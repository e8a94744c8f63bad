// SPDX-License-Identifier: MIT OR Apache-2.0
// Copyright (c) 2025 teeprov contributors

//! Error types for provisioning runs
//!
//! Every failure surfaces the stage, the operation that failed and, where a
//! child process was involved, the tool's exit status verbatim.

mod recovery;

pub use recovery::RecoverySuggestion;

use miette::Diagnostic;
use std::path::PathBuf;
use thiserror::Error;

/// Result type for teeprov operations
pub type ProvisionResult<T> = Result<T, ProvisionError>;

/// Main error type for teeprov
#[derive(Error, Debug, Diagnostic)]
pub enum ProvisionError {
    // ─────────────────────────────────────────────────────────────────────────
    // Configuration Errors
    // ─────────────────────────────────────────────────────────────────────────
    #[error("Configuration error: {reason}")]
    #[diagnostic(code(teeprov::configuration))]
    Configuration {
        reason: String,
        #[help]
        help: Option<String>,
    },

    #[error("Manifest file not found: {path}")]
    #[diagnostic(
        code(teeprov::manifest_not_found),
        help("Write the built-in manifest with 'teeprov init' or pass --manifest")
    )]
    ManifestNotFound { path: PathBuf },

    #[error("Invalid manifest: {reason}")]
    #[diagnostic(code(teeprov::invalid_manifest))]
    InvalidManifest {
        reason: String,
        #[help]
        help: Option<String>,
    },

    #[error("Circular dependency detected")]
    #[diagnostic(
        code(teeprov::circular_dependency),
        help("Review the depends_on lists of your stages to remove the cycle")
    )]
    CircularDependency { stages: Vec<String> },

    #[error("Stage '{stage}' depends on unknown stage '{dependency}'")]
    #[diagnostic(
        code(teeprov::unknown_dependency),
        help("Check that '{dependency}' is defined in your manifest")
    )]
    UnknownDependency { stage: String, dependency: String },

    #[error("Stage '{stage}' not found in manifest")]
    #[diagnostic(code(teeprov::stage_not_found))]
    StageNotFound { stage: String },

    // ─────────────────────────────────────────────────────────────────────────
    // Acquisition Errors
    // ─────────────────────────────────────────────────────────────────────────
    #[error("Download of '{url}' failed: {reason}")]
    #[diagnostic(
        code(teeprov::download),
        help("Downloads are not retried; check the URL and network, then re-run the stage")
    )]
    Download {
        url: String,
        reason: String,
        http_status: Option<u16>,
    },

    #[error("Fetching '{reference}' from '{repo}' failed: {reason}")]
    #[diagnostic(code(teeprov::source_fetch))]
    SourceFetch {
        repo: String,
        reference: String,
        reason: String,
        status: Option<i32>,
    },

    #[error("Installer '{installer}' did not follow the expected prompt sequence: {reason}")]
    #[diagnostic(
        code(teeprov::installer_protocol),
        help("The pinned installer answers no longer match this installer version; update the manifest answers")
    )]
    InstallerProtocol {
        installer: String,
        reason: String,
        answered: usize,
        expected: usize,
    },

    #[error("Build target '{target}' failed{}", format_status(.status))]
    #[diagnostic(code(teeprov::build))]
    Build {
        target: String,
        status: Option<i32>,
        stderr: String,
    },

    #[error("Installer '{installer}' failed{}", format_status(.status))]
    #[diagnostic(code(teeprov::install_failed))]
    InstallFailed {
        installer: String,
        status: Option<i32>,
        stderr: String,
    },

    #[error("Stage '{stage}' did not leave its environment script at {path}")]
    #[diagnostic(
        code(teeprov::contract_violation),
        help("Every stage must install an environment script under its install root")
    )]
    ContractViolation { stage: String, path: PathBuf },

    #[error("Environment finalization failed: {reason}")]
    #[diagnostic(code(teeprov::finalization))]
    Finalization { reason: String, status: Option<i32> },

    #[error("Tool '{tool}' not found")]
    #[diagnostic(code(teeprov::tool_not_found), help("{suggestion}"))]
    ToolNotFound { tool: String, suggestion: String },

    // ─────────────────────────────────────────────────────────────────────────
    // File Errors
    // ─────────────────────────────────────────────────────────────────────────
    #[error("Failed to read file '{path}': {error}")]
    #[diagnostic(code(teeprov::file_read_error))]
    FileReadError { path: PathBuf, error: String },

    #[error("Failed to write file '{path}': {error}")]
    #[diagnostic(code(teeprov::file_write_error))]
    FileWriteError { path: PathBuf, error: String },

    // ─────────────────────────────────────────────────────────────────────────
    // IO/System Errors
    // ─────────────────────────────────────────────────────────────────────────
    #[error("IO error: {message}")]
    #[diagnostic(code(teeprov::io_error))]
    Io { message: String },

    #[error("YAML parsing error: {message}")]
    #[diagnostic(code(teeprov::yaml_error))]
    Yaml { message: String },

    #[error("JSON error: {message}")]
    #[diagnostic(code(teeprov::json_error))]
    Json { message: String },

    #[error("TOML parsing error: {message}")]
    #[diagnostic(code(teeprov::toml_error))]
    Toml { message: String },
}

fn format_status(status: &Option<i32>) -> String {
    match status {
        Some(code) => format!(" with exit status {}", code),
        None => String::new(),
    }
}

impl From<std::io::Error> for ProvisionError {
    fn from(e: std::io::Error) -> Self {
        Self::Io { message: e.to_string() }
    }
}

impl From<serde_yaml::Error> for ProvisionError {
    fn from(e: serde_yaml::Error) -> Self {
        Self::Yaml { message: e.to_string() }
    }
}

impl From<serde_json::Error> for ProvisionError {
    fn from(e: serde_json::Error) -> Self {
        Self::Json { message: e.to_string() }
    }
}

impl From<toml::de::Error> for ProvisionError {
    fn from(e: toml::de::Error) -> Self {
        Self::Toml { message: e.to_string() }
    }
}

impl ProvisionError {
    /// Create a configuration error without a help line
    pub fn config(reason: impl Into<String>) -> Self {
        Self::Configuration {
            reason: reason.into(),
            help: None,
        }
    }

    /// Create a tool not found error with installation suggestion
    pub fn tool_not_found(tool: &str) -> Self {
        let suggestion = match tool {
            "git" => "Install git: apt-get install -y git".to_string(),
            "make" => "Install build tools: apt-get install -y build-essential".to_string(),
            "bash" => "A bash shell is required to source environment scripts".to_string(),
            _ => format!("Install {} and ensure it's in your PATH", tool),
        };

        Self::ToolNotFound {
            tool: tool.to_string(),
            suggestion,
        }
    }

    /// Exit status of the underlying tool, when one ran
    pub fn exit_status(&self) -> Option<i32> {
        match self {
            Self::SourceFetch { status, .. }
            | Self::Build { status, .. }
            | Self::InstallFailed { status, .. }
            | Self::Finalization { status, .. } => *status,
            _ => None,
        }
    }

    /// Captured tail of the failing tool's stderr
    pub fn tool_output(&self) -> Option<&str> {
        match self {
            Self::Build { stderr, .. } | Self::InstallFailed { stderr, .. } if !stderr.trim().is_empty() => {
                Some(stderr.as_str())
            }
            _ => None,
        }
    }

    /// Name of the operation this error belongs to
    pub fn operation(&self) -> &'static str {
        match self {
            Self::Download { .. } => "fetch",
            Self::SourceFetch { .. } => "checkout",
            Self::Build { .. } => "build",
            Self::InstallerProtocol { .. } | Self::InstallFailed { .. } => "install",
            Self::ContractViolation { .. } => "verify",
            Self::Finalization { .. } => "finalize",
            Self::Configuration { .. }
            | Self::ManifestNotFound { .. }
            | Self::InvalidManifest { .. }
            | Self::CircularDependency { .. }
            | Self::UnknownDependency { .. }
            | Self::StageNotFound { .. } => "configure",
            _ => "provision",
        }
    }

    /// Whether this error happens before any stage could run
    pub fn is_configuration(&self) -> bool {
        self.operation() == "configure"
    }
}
________________________________________
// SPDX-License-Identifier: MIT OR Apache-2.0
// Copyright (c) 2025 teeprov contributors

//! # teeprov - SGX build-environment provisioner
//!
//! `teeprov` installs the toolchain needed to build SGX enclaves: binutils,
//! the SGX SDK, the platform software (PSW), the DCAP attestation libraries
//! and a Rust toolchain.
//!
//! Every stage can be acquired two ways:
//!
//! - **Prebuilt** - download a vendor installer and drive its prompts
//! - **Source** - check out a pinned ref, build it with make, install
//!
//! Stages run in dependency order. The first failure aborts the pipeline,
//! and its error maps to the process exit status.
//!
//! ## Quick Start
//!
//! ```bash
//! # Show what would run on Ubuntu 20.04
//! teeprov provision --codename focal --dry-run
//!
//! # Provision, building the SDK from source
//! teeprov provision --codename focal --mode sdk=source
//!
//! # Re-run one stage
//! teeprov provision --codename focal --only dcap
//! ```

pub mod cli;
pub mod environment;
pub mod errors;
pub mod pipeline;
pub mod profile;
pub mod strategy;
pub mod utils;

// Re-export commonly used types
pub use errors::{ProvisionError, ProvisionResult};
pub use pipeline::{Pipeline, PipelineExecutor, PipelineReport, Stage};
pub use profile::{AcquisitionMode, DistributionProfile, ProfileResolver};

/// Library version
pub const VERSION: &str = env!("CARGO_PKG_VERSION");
________________________________________
Directions: Within the listing above, extract exactly the lines from the line with "repository e8a94744c8f63bad" to the line with "depends on unknown", the two named lines included, and no others.

Exercise response:
repository e8a94744c8f63bad
// SPDX-License-Identifier: MIT OR Apache-2.0
// Copyright (c) 2025 teeprov contributors

//! Error types for provisioning runs
//!
//! Every failure surfaces the stage, the operation that failed and, where a
//! child process was involved, the tool's exit status verbatim.

mod recovery;

pub use recovery::RecoverySuggestion;

use miette::Diagnostic;
use std::path::PathBuf;
use thiserror::Error;

/// Result type for teeprov operations
pub type ProvisionResult<T> = Result<T, ProvisionError>;

/// Main error type for teeprov
#[derive(Error, Debug, Diagnostic)]
pub enum ProvisionError {
    // ─────────────────────────────────────────────────────────────────────────
    // Configuration Errors
    // ─────────────────────────────────────────────────────────────────────────
    #[error("Configuration error: {reason}")]
    #[diagnostic(code(teeprov::configuration))]
    Configuration {
        reason: String,
        #[help]
        help: Option<String>,
    },

    #[error("Manifest file not found: {path}")]
    #[diagnostic(
        code(teeprov::manifest_not_found),
        help("Write the built-in manifest with 'teeprov init' or pass --manifest")
    )]
    ManifestNotFound { path: PathBuf },

    #[error("Invalid manifest: {reason}")]
    #[diagnostic(code(teeprov::invalid_manifest))]
    InvalidManifest {
        reason: String,
        #[help]
        help: Option<String>,
    },

    #[error("Circular dependency detected")]
    #[diagnostic(
        code(teeprov::circular_dependency),
        help("Review the depends_on lists of your stages to remove the cycle")
    )]
    CircularDependency { stages: Vec<String> },

    #[error("Stage '{stage}' depends on unknown stage '{dependency}'")]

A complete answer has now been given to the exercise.